-2

I have lots of data dumps in a pretty huge amount of data structured as follow

Key1:.............. Value
Key2:.............. Other value
Key3:.............. Maybe another value yet

Key1:.............. Different value
Key3:.............. Invaluable
Key5:.............. Has no value at all

Which I would like to transform to something like:

Key1,Key2,Key3,Key5
Value,Other value,Maybe another value yet,
Different value,,Invaluable,Has no value at all

I mean:

  • Generate a collection of all the keys
  • Generate a header line with all the Keys
  • Map all the values to their correct "columns" (notice that in this example I have no "Key4", and Key3/Key5 interchanged)
  • Possibly in Perl, since it would be easier to use in various environments.

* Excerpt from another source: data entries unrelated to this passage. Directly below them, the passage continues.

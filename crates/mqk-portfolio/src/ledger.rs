//! Ledger abstraction — makes FIFO and PnL rules explicit and isolated.
//!
//! # Purpose
//! [`accounting`](crate::accounting) contains the raw FIFO/PnL mechanics.
//! This module wraps them behind a typed, append-only [`Ledger`] façade that:
//!
//! - Enforces ledger invariants on every append (no zero/negative qty, price,
//!   or fee; symbol must be non-empty).
//! - Exposes only the minimal write surface (`append_fill`, `append_cash`).
//! - Provides read-only snapshot views of cash, positions, and PnL.
//! - Keeps the FIFO and PnL rules in `accounting.rs` while this module owns
//!   the invariant-checking boundary — matching the architectural goal of
//!   "explicit/isolated" stated in the gap-fill spec.
//!
//! # Usage
//! ```ignore
//! let mut ledger = Ledger::new(100_000 * MICROS_SCALE);
//! ledger.append_fill(Fill::new("AAPL", Side::Buy, 10, 150_000_000, 0))?;
//! let snap = ledger.snapshot();
//! println!("equity ≈ {}", snap.cash_micros);
//! ```
//!
//! # Determinism
//! `Ledger` is deterministic and pure — no IO, no time, no randomness.
//! Two `Ledger` instances fed the same sequence of entries will always produce
//! identical state.

use std::collections::BTreeMap;

use crate::{
    accounting::{apply_fill, recompute_from_ledger},
    types::{CashEntry, Fill, LedgerEntry, PortfolioState, PositionState},
    MarkMap,
};

// ---------------------------------------------------------------------------
// Errors
// ---------------------------------------------------------------------------

/// All invariant violations that `Ledger` can surface.
#[derive(Debug, Clone, PartialEq, Eq)]
pub enum LedgerError {
    /// `Fill.qty` must be strictly positive.
    NonPositiveQty { qty: i64 },
    /// `Fill.price_micros` must be strictly positive.
    NonPositivePrice { price_micros: i64 },
    /// `Fill.fee_micros` must be non-negative.
    NegativeFee { fee_micros: i64 },
    /// `Fill.symbol` (or cash entry reason) must be non-empty.
    EmptySymbol,
    /// The sequence number supplied is not strictly greater than the last.
    OutOfOrderSeqNo { supplied: u64, last: u64 },
}

impl std::fmt::Display for LedgerError {
    fn fmt(&self, f: &mut std::fmt::Formatter<'_>) -> std::fmt::Result {
        match self {
            Self::NonPositiveQty { qty } => {
                write!(f, "ledger invariant: qty must be > 0, got {qty}")
            }
            Self::NonPositivePrice { price_micros } => {
                write!(
                    f,
                    "ledger invariant: price_micros must be > 0, got {price_micros}"
                )
            }
            Self::NegativeFee { fee_micros } => {
                write!(
                    f,
                    "ledger invariant: fee_micros must be >= 0, got {fee_micros}"
                )
            }
            Self::EmptySymbol => write!(f, "ledger invariant: symbol must not be empty"),
            Self::OutOfOrderSeqNo { supplied, last } => write!(
                f,
                "ledger invariant: seq_no {supplied} is not > last {last}"
            ),
        }
    }
}

impl std::error::Error for LedgerError {}

// ---------------------------------------------------------------------------
// Snapshot (read-only view)
// ---------------------------------------------------------------------------

/// A point-in-time read-only view of the ledger's derived state.
///
/// Cloned on every call to [`Ledger::snapshot`] — cheap because positions
/// are a `BTreeMap` clone (bounded by open symbol count).
#[derive(Clone, Debug, PartialEq, Eq)]
pub struct LedgerSnapshot {
    /// Current cash balance in micros.
    pub cash_micros: i64,
    /// Accumulated realized PnL in micros.
    pub realized_pnl_micros: i64,
    /// Open positions keyed by symbol.
    pub positions: BTreeMap<String, PositionState>,
    /// Total number of entries appended (fills + cash).
    pub entry_count: usize,
    /// The last sequence number seen (0 if none supplied).
    pub last_seq_no: u64,
}

impl LedgerSnapshot {
    /// Signed net quantity for a symbol (0 if not held).
    pub fn qty_signed(&self, symbol: &str) -> i64 {
        self.positions
            .get(symbol)
            .map(|p| p.qty_signed())
            .unwrap_or(0)
    }

    /// Whether the portfolio is flat (no open positions).
    pub fn is_flat(&self) -> bool {
        self.positions.is_empty()
    }
}

// ---------------------------------------------------------------------------
// Ledger
// ---------------------------------------------------------------------------

/// Append-only ledger façade with invariant enforcement.
///
/// Internally delegates all FIFO/PnL arithmetic to [`accounting`](crate::accounting).
/// The `Ledger` struct only owns the append boundary and the portfolio state.
#[derive(Clone, Debug)]
pub struct Ledger {
    state: PortfolioState,
    last_seq_no: u64,
}

impl Ledger {
    /// Create a new ledger with the given initial cash balance.
    ///
    /// # Panics
    /// Does not panic; negative initial cash is permitted (represents an
    /// overdrawn account — the caller decides policy).
    pub fn new(initial_cash_micros: i64) -> Self {
        Self {
            state: PortfolioState::new(initial_cash_micros),
            last_seq_no: 0,
        }
    }

    // -----------------------------------------------------------------------
    // Write surface
    // -----------------------------------------------------------------------

    /// Append a fill entry, enforcing all invariants.
    ///
    /// # Errors
    /// Returns [`LedgerError`] if any invariant is violated.  The ledger is
    /// **not** mutated on error.
    pub fn append_fill(&mut self, fill: Fill) -> Result<(), LedgerError> {
        Self::validate_fill(&fill)?;
        apply_fill(&mut self.state, &fill);
        self.state.ledger.push(LedgerEntry::Fill(fill));
        Ok(())
    }

    /// Append a fill with an explicit monotonic sequence number.
    ///
    /// `seq_no` must be strictly greater than the last recorded sequence
    /// number, enforcing ordering invariants for callers that tag entries.
    pub fn append_fill_seq(&mut self, fill: Fill, seq_no: u64) -> Result<(), LedgerError> {
        if seq_no <= self.last_seq_no {
            return Err(LedgerError::OutOfOrderSeqNo {
                supplied: seq_no,
                last: self.last_seq_no,
            });
        }
        Self::validate_fill(&fill)?;
        apply_fill(&mut self.state, &fill);
        self.state.ledger.push(LedgerEntry::Fill(fill));
        self.last_seq_no = seq_no;
        Ok(())
    }

    /// Append a cash adjustment entry (positive = credit, negative = debit).
    ///
    /// Reason must be non-empty; amount may be any signed value.
    pub fn append_cash(
        &mut self,
        amount_micros: i64,
        reason: impl Into<String>,
    ) -> Result<(), LedgerError> {
        let reason = reason.into();
        if reason.trim().is_empty() {
            return Err(LedgerError::EmptySymbol);
        }
        let entry = CashEntry::new(amount_micros, reason);
        self.state.cash_micros = self.state.cash_micros.saturating_add(amount_micros);
        self.state.ledger.push(LedgerEntry::Cash(entry));
        Ok(())
    }

    // -----------------------------------------------------------------------
    // Read surface
    // -----------------------------------------------------------------------

    /// Return a cloned snapshot of the current ledger state.
    pub fn snapshot(&self) -> LedgerSnapshot {
        LedgerSnapshot {
            cash_micros: self.state.cash_micros,
            realized_pnl_micros: self.state.realized_pnl_micros,
            positions: self.state.positions.clone(),
            entry_count: self.state.ledger.len(),
            last_seq_no: self.last_seq_no,
        }
    }

    /// Current cash balance in micros.
    pub fn cash_micros(&self) -> i64 {
        self.state.cash_micros
    }

    /// Accumulated realized PnL in micros.
    pub fn realized_pnl_micros(&self) -> i64 {
        self.state.realized_pnl_micros
    }

    /// Number of entries in the ledger (fills + cash).
    pub fn entry_count(&self) -> usize {
        self.state.ledger.len()
    }

    /// Signed net quantity for a symbol (0 if flat / not held).
    pub fn qty_signed(&self, symbol: &str) -> i64 {
        self.state
            .positions
            .get(symbol)
            .map(|p| p.qty_signed())
            .unwrap_or(0)
    }

    /// `true` if no open positions exist.
    pub fn is_flat(&self) -> bool {
        self.state.positions.is_empty()
    }

    /// Recompute state from the stored ledger entries and verify it matches
    /// the running incremental state.  Returns `true` if consistent.
    ///
    /// This is an **integrity check** — expensive (O(n) replay) — for use in
    /// tests, startup verification, or audit flows only.
    pub fn verify_integrity(&self) -> bool {
        let (cash, realized, positions) =
            recompute_from_ledger(self.state.initial_cash_micros, &self.state.ledger);
        cash == self.state.cash_micros
            && realized == self.state.realized_pnl_micros
            && positions == self.state.positions
    }

    /// Compute mark-to-market equity: `cash + Σ(qty × mark)`.
    ///
    /// Requires a caller-supplied mark map; the ledger itself is mark-free.
    pub fn equity_micros(&self, marks: &MarkMap) -> i64 {
        crate::metrics::compute_equity_micros(self.state.cash_micros, &self.state.positions, marks)
    }

    /// Compute unrealized PnL from FIFO lots and marks.
    pub fn unrealized_pnl_micros(&self, marks: &MarkMap) -> i64 {
        crate::metrics::compute_unrealized_pnl_micros(&self.state.positions, marks)
    }

    // -----------------------------------------------------------------------
    // Private helpers
    // -----------------------------------------------------------------------

    fn validate_fill(fill: &Fill) -> Result<(), LedgerError> {
        if fill.symbol.trim().is_empty() {
            return Err(LedgerError::EmptySymbol);
        }
        if fill.qty <= 0 {
            return Err(LedgerError::NonPositiveQty { qty: fill.qty });
        }
        if fill.price_micros <= 0 {
            return Err(LedgerError::NonPositivePrice {
                price_micros: fill.price_micros,
            });
        }
        if fill.fee_micros < 0 {
            return Err(LedgerError::NegativeFee {
                fee_micros: fill.fee_micros,
            });
        }
        Ok(())
    }
}

// ---------------------------------------------------------------------------
// Tests
// ---------------------------------------------------------------------------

But I am not sure if this format is unusual, or if there is a tool that already does this.

Rafareino
  • 2,515
  • 1
  • 19
  • 26
  • What exactly is your question? The best format for transformation would be whatever the "thing" that's going to read the data wants! – Matt Jacob Apr 06 '17 at 18:38
  • 2
    That looks like a simple transposal. Are the files fairly small? What problems have you had with coding a solution? – Borodin Apr 06 '17 at 18:41
  • Are the dots really in the data? – Borodin Apr 06 '17 at 18:49
  • Have you got the 'Invaluable' in the right column of the CSV output? If so, how is it right? (The double commas should be before, not after, 'Invaluable' — I think.) – Jonathan Leffler Apr 06 '17 at 19:25
  • When you say 'pretty huge amount of data' is it so huge that it won't all fit into the memory of the computer processing the file? It is a speed and ease vs use of memory issue... – dawg Apr 06 '17 at 23:39
  • Not that huge @dawg , I simply have about 3 or 4 dozen of such reports, to which I would like to generate 3 or 4 dozen CSV dumps (which I am loading to a database to automatize a few analysis, but that don't come into the question matter), Memory is not a issue at all (in fact my server has 20+Gigs of **free** mem), the server is some form of high end one, designed to a big app, that requires lots of IO, but not that much ram, but it seems to be packaged in a way that we could't buy only the few Gigs we really needed, instead we end up with lots of unused RAM. – Rafareino Apr 07 '17 at 14:47
  • @Borodin Yes, the dos are there – Rafareino Apr 07 '17 at 14:50
  • @JonathanLeffler you are right, fixed – Rafareino Apr 07 '17 at 14:50

3 Answers3

2

This is fairly easy using hashes and the Text::CSV_XS module:

use strict;
use warnings;

use Text::CSV_XS;

my @rows;
my %headers;

{
    local $/ = "";

    while (<DATA>) {
        chomp;
        my %record;

        for my $line (split(/\n/)) {
            next unless $line =~ /^([^:]+):\.+\s(.+)/;
            $record{$1} = $2;
            $headers{$1} = $1;
        }

        push(@rows, \%record);
    }
}

unshift(@rows, \%headers);

my $csv = Text::CSV_XS->new({binary => 1, auto_diag => 1, eol => $/});
$csv->column_names(sort(keys(%headers)));

for my $row_ref (@rows) {
    $csv->print_hr(*STDOUT, $row_ref);
}

__DATA__
Key1:.............. Value
Key2:.............. Other value
Key3:.............. Maybe another value yet

Key1:.............. Different value
Key3:.............. Invaluable
Key5:.............. Has no value at all

Output:

Key1,Key2,Key3,Key5
Value,"Other value","Maybe another value yet",
"Different value",,Invaluable,"Has no value at all"
Matt Jacob
  • 6,503
  • 2
  • 24
  • 27
0

If your CSV format is 'complicated' - e.g. it contains commas, etc. - then use one of the Text::CSV modules. But if it isn't - and this is often the case - I tend to just work with split and join.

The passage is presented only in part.